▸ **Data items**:

———

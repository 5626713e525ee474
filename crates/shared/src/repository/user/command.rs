use crate::{
    abstract_trait::UserCommandRepositoryTrait, config::ConnectionPool,
    domain::requests::CreateUserRecordRequest, errors::RepositoryError, model::User as UserModel,
};
use async_trait::async_trait;
use tracing::{error, info};
use uuid::Uuid;

pub struct UserCommandRepository {
    db: ConnectionPool,
}

impl UserCommandRepository {
    pub fn new(db: ConnectionPool) -> Self {
        Self { db }
    }
}

#[async_trait]
impl UserCommandRepositoryTrait for UserCommandRepository {
    async fn create_user(
        &self,
        req: &CreateUserRecordRequest,
    ) -> Result<UserModel, RepositoryError> {
        let user = sqlx::query_as::<_, UserModel>(
            r#"
            INSERT INTO users (id, email, password_hash, role, created_at, updated_at)
            VALUES ($1, $2, $3, $4, now(), now())
            RETURNING id, email, password_hash, role, created_at, updated_at
            "#,
        )
        .bind(Uuid::new_v4())
        .bind(&req.email)
        .bind(&req.password_hash)
        .bind(req.role.as_str())
        .fetch_one(&self.db)
        .await
        .map_err(|err| {
            error!("❌ Failed to create user: {err:?}");
            RepositoryError::from(err)
        })?;

        info!("✅ Created user {} with role {}", user.id, user.role);
        Ok(user)
    }
}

———

▸ **Your objective**: The expected answer is an exact copy of the lines beginning at the one with "Failed to create" and running to the end of the entries above.

▸ **Written solution**:
            error!("❌ Failed to create user: {err:?}");
            RepositoryError::from(err)
        })?;

        info!("✅ Created user {} with role {}", user.id, user.role);
        Ok(user)
    }
}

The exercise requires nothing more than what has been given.